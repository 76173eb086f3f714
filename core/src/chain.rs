use alloy::{
    eips::BlockNumberOrTag,
    network::TransactionBuilder,
    primitives::{Address, B256, Bytes, U256},
    providers::{Provider, ProviderBuilder, RootProvider},
    rpc::types::{Block, TransactionReceipt, TransactionRequest},
    transports::http::reqwest::Url,
};
use serde::{Deserialize, Serialize};

use crate::error::{AlloyRpcErrorToTxmError, TxmError};

/// Receipt fields as reported by the network. Block placement is optional
/// because nodes answer for transactions they have only seen in the mempool.
#[derive(Debug, Clone, Serialize, Deserialize)]
#[serde(rename_all = "camelCase")]
pub struct MinedReceipt {
    pub tx_hash: B256,
    pub block_hash: Option<B256>,
    pub block_number: Option<u64>,
    pub transaction_index: Option<u64>,
    pub status: bool,
}

impl MinedReceipt {
    /// A receipt with no block placement has not actually been mined.
    pub fn is_unmined(&self) -> bool {
        self.block_hash.is_none() || self.block_number.is_none()
    }
}

impl From<TransactionReceipt> for MinedReceipt {
    fn from(receipt: TransactionReceipt) -> Self {
        MinedReceipt {
            tx_hash: receipt.transaction_hash,
            block_hash: receipt.block_hash,
            block_number: receipt.block_number,
            transaction_index: receipt.transaction_index,
            status: receipt.status(),
        }
    }
}

/// Header identity for one canonical block, used for reorg validation.
#[derive(Debug, Clone, Copy, PartialEq, Eq, Serialize, Deserialize)]
#[serde(rename_all = "camelCase")]
pub struct BlockInfo {
    pub number: u64,
    pub hash: B256,
    pub parent_hash: B256,
}

/// Parameters for a best-effort revert-reason simulation of an already
/// broadcast transaction at the block it was included in.
#[derive(Debug, Clone)]
pub struct RevertCheck {
    pub from: Address,
    pub to: Option<Address>,
    pub data: Bytes,
    pub value: U256,
    pub gas_limit: u64,
    pub block_number: u64,
}

pub trait Chain: Send + Sync {
    fn chain_id(&self) -> u64;
    fn rpc_url(&self) -> Url;

    /// Submit a signed raw transaction. The raw RPC error surface is
    /// preserved so callers can classify the server's verdict.
    fn send_raw_transaction(
        &self,
        raw: &Bytes,
    ) -> impl Future<Output = Result<B256, TxmError>> + Send;

    /// The account's next nonce including mempool contents.
    fn pending_nonce(&self, account: Address)
    -> impl Future<Output = Result<u64, TxmError>> + Send;

    /// The account's next nonce counting only mined transactions. Everything
    /// below this value has been included on-chain.
    fn mined_nonce(&self, account: Address) -> impl Future<Output = Result<u64, TxmError>> + Send;

    fn balance(&self, account: Address) -> impl Future<Output = Result<U256, TxmError>> + Send;

    /// One batched receipt lookup. The outer error covers batch dispatch;
    /// items fail individually without blocking their siblings.
    fn fetch_receipts(
        &self,
        hashes: &[B256],
    ) -> impl Future<Output = Result<Vec<Result<Option<MinedReceipt>, TxmError>>, TxmError>> + Send;

    /// One batched header lookup by block number, for receipts older than the
    /// retained in-memory head chain.
    fn fetch_blocks(
        &self,
        numbers: &[u64],
    ) -> impl Future<Output = Result<Vec<Result<Option<BlockInfo>, TxmError>>, TxmError>> + Send;

    /// Re-execute a reverted transaction at its inclusion block and decode the
    /// revert reason, if the node exposes one. Diagnostics only.
    fn revert_reason(&self, check: &RevertCheck) -> impl Future<Output = Option<String>> + Send;
}

#[derive(Debug, Clone)]
pub struct HttpChainConfig {
    pub chain_id: u64,
    pub rpc_url: String,
}

/// Production [`Chain`] over a plain JSON-RPC HTTP endpoint.
#[derive(Clone)]
pub struct HttpChain {
    chain_id: u64,
    rpc_url: Url,
    pub provider: RootProvider,
}

impl HttpChainConfig {
    pub fn to_chain(&self) -> Result<HttpChain, TxmError> {
        let rpc_url = Url::parse(&self.rpc_url).map_err(|e| TxmError::RpcConfigError {
            message: format!("Failed to parse RPC URL: {e}"),
        })?;

        Ok(HttpChain {
            chain_id: self.chain_id,
            rpc_url: rpc_url.clone(),
            provider: ProviderBuilder::new()
                .disable_recommended_fillers()
                .connect_http(rpc_url),
        })
    }
}

impl Chain for HttpChain {
    fn chain_id(&self) -> u64 {
        self.chain_id
    }

    fn rpc_url(&self) -> Url {
        self.rpc_url.clone()
    }

    async fn send_raw_transaction(&self, raw: &Bytes) -> Result<B256, TxmError> {
        let pending = self
            .provider
            .send_raw_transaction(raw)
            .await
            .map_err(|e| e.to_txm_error(self))?;
        Ok(*pending.tx_hash())
    }

    async fn pending_nonce(&self, account: Address) -> Result<u64, TxmError> {
        self.provider
            .get_transaction_count(account)
            .pending()
            .await
            .map_err(|e| e.to_txm_error(self))
    }

    async fn mined_nonce(&self, account: Address) -> Result<u64, TxmError> {
        self.provider
            .get_transaction_count(account)
            .await
            .map_err(|e| e.to_txm_error(self))
    }

    async fn balance(&self, account: Address) -> Result<U256, TxmError> {
        self.provider
            .get_balance(account)
            .await
            .map_err(|e| e.to_txm_error(self))
    }

    async fn fetch_receipts(
        &self,
        hashes: &[B256],
    ) -> Result<Vec<Result<Option<MinedReceipt>, TxmError>>, TxmError> {
        let mut batch = self.provider.client().new_batch();

        let mut waiters = Vec::with_capacity(hashes.len());
        for hash in hashes {
            let waiter = batch
                .add_call::<_, Option<TransactionReceipt>>("eth_getTransactionReceipt", &(hash,))
                .map_err(|e| e.to_txm_error(self))?;
            waiters.push(waiter);
        }

        batch.send().await.map_err(|e| e.to_txm_error(self))?;

        let mut results = Vec::with_capacity(waiters.len());
        for waiter in waiters {
            results.push(
                waiter
                    .await
                    .map(|receipt| receipt.map(MinedReceipt::from))
                    .map_err(|e| e.to_txm_error(self)),
            );
        }
        Ok(results)
    }

    async fn fetch_blocks(
        &self,
        numbers: &[u64],
    ) -> Result<Vec<Result<Option<BlockInfo>, TxmError>>, TxmError> {
        let mut batch = self.provider.client().new_batch();

        let mut waiters = Vec::with_capacity(numbers.len());
        for number in numbers {
            // Headers only; transaction bodies are irrelevant for hash checks.
            let waiter = batch
                .add_call::<_, Option<Block>>(
                    "eth_getBlockByNumber",
                    &(BlockNumberOrTag::Number(*number), false),
                )
                .map_err(|e| e.to_txm_error(self))?;
            waiters.push(waiter);
        }

        batch.send().await.map_err(|e| e.to_txm_error(self))?;

        let mut results = Vec::with_capacity(waiters.len());
        for waiter in waiters {
            results.push(
                waiter
                    .await
                    .map(|block| {
                        block.map(|block| BlockInfo {
                            number: block.header.number,
                            hash: block.header.hash,
                            parent_hash: block.header.parent_hash,
                        })
                    })
                    .map_err(|e| e.to_txm_error(self)),
            );
        }
        Ok(results)
    }

    async fn revert_reason(&self, check: &RevertCheck) -> Option<String> {
        let mut request = TransactionRequest::default()
            .with_from(check.from)
            .with_value(check.value)
            .with_gas_limit(check.gas_limit)
            .with_input(check.data.clone());
        if let Some(to) = check.to {
            request = request.with_to(to);
        }

        match self
            .provider
            .call(request)
            .block(BlockNumberOrTag::Number(check.block_number).into())
            .await
        {
            Ok(_) => None,
            Err(e) => e
                .as_error_resp()
                .and_then(|resp| resp.as_revert_data())
                .and_then(|data| alloy::sol_types::decode_revert_reason(&data)),
        }
    }
}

_____

◆ **PROBLEM DETAILS**
Which lines in the data above hold the string "parse"? Return each of them.

◆ **REPLY TO THE TASK**
        let rpc_url = Url::parse(&self.rpc_url).map_err(|e| TxmError::RpcConfigError {
            message: format!("Failed to parse RPC URL: {e}"),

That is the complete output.